Right-sided brain lesions predominate among patients with lesional mania: evidence from a systematic review and pooled lesion analysis
- PMID: 32398699
- PMCID: PMC7217919
- DOI: 10.1038/s41398-020-0811-0
Right-sided brain lesions predominate among patients with lesional mania: evidence from a systematic review and pooled lesion analysis
Abstract
Despite claims that lesional mania is associated with right-hemisphere lesions, supporting evidence is scarce, and association with specific brain areas has not been demonstrated. Here, we aimed to test whether focal brain lesions in lesional mania are more often right- than left-sided, and if lesions converge on areas relevant to mood regulation. We thus performed a systematic literature search (PROSPERO registration CRD42016053675) on PubMed and Web-Of-Science, using terms that reflect diagnoses and structures of interest, as well as lesional mechanisms. Two researchers reviewed the articles separately according to PRISMA Guidelines, selecting reports of adult-onset hypomania, mania or mixed state following a focal brain lesion, for pooled-analyses of individual patient data. Eligible lesion images were manually traced onto the corresponding MNI space slices, and lesion topography analyzed using standard brain atlases. Using this approach, data from 211 lesional mania patients was extracted from 114 reports. Among 201 cases with focal lesions, more patients had lesions involving exclusively the right (60.7%) than exclusively the left (11.4%) hemisphere. In further analyses of 56 eligible lesion images, while findings should be considered cautiously given the potential for selection bias of published lesion images, right-sided predominance of lesions was confirmed across multiple brain regions, including the temporal lobe, fusiform gyrus and thalamus. These, and several frontal lobe areas, were also identified as preferential lesion sites in comparisons with control lesions. Such pooled-analyses, based on the most comprehensive dataset of lesional mania available to date, confirm a preferential association with right-hemisphere lesions, while suggesting that several brain areas/circuits, relevant to mood regulation, are most frequently affected.

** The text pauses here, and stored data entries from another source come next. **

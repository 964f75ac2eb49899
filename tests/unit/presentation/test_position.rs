use chrono::{TimeZone, Utc};
use tastytrade_model::presentation::position::{AccountPosition, QUANTITY_DIRECTION_SHORT};

fn position_json(direction: &str) -> String {
    format!(
        r#"{{
            "account-number": "5WT00001",
            "symbol": "AAPL  240419C00180000",
            "instrument-type": "Equity Option",
            "underlying-symbol": "AAPL",
            "quantity": "3",
            "quantity-direction": "{direction}",
            "close-price": "4.15",
            "average-open-price": "3.9",
            "average-yearly-market-close-price": "3.9",
            "average-daily-market-close-price": "4.15",
            "mark": "1245.0",
            "mark-price": "4.15",
            "multiplier": 100,
            "cost-effect": "Credit",
            "is-suppressed": false,
            "is-frozen": false,
            "restricted-quantity": "0",
            "expires-at": "2024-04-19T20:15:00.000+00:00",
            "fixing-price": "",
            "realized-day-gain": "12.5",
            "realized-day-gain-effect": "Debit",
            "realized-day-gain-date": "2024-03-15",
            "realized-today": "0.0",
            "realized-today-effect": "None",
            "realized-today-date": "2024-03-15",
            "created-at": "2024-03-01T15:00:00.000+00:00",
            "updated-at": "2024-03-15T15:00:00.000+00:00"
        }}"#
    )
}

#[test]
fn test_position_decodes() {
    let position: AccountPosition = serde_json::from_str(&position_json("Long")).unwrap();
    assert_eq!(position.symbol, "AAPL  240419C00180000");
    assert_eq!(position.quantity.value(), 3.0);
    assert_eq!(position.multiplier, 100);
    assert_eq!(position.fixing_price.value(), 0.0);
    assert_eq!(position.realized_day_gain_date, "2024-03-15");
    assert_eq!(
        position.expires_at,
        Some(Utc.with_ymd_and_hms(2024, 4, 19, 20, 15, 0).unwrap())
    );
}

#[test]
fn test_position_signed_quantity() {
    let long: AccountPosition = serde_json::from_str(&position_json("Long")).unwrap();
    assert_eq!(long.signed_quantity(), 3.0);

    let short: AccountPosition =
        serde_json::from_str(&position_json(QUANTITY_DIRECTION_SHORT)).unwrap();
    assert_eq!(short.signed_quantity(), -3.0);
}

#[test]
fn test_position_list() {
    let payload = format!("[{}, {}]", position_json("Long"), position_json("Short"));
    let positions: Vec<AccountPosition> = serde_json::from_str(&payload).unwrap();
    assert_eq!(positions.len(), 2);
    let net: f64 = positions.iter().map(AccountPosition::signed_quantity).sum();
    assert_eq!(net, 0.0);
}

#[test]
fn test_position_malformed_mark_fails() {
    let payload = position_json("Long").replace(r#""mark": "1245.0""#, r#""mark": "--""#);
    assert!(serde_json::from_str::<AccountPosition>(&payload).is_err());
}
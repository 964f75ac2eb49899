use chrono::NaiveDate;
use tastytrade_model::error::AppError;
use tastytrade_model::utils::date::parse_wire_date;

#[test]
fn test_parse_wire_date() {
    assert_eq!(
        parse_wire_date("2024-03-15").unwrap(),
        NaiveDate::from_ymd_opt(2024, 3, 15).unwrap()
    );
    assert_eq!(
        parse_wire_date(" 2024-02-29 ").unwrap(),
        NaiveDate::from_ymd_opt(2024, 2, 29).unwrap()
    );
}

#[test]
fn test_parse_wire_date_rejects_other_formats() {
    for text in ["", "2024-02-30", "15/03/2024", "2024-03-15T14:30:00Z"] {
        let err = parse_wire_date(text).unwrap_err();
        assert!(matches!(err, AppError::InvalidInput(_)), "{text}");
    }
}
/******************************************************************************
   Author: Joaquín Béjar García
   Email: jb@taunais.com
   Date: 14/10/26
******************************************************************************/
use std::env;
use std::fmt::Debug;
use std::str::FromStr;
use tracing::warn;

/// Reads and parses an environment variable, falling back to `default`
///
/// A variable that is set but cannot be parsed is logged and replaced by the default.
///
/// # Arguments
/// * `env_var` - Name of the environment variable
/// * `default` - Value used when the variable is missing or invalid
pub fn get_env_or_default<T: FromStr>(env_var: &str, default: T) -> T
where
    <T as FromStr>::Err: Debug,
{
    match env::var(env_var) {
        Ok(raw) => raw.trim().parse::<T>().unwrap_or_else(|e| {
            warn!("Ignoring {env_var}={raw:?}: {e:?}, using default");
            default
        }),
        Err(_) => default,
    }
}

/// Reads and parses an environment variable, `None` when missing or invalid
pub fn get_env_or_none<T: FromStr>(env_var: &str) -> Option<T>
where
    <T as FromStr>::Err: Debug,
{
    env::var(env_var)
        .ok()
        .and_then(|raw| raw.trim().parse::<T>().ok())
}

/// Reads a boolean flag accepting `true/false`, `1/0`, `yes/no` and `on/off`
pub fn get_env_flag(env_var: &str, default: bool) -> bool {
    match env::var(env_var) {
        Ok(raw) => match raw.trim().to_ascii_lowercase().as_str() {
            "true" | "1" | "yes" | "on" => true,
            "false" | "0" | "no" | "off" => false,
            _ => {
                warn!("Ignoring {env_var}={raw:?}: not a boolean flag, using default");
                default
            }
        },
        Err(_) => default,
    }
}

Conflict of interest statement
JBB-C received honoraria as member of a local Advisory Board (Trevicta) from Janssen-Cilag, Ltd. GC was supported by Fundação para a Ciência e Tecnologia (FCT) through a PhD Scholarship (SFRH/BD/130210/2017). AJO-M was supported by FCT through a Junior Research and Career Development Award from the Harvard Medical Portugal Program (HMSP/ICJ/0020/2011). JBB-C and AJO-M are supported by grant FCT-PTDC/MEC-PSQ/30302/2017-IC&DT-LISBOA-01-0145-FEDER, funded by national funds from FCT/MCTES and co-funded by FEDER, under the Partnership Agreement Lisboa 2020 - Programa Operacional Regional de Lisboa. GC and AJO-M are supported by grant FCT-PTDC/MED-NEU/31331/2017, funded by FCT/MCTES. AJO-M is recipient of a grant from Schuhfried GmBH for norming and validation of cognitive tests, and is national coordinator for Portugal of a Non-interventional Study (EDMS-ERI-143085581, 4.0) to characterize a Treatment-Resistant Depression Cohort in Europe, sponsored by Janssen-Cilag Ltd. None of the aforementioned agencies had a role in the design and conduct of the study, in the collection, management, analysis, and interpretation of the data, in the preparation, review, or approval of the manuscript, nor in the decision to submit the manuscript for publication. The remaining authors declare that they have no potential conflicts of interest involving this work, including relevant financial activities outside the submitted work and any other relationships or activities that readers could perceive to have influenced, or that give the appearance of potentially influencing what is written.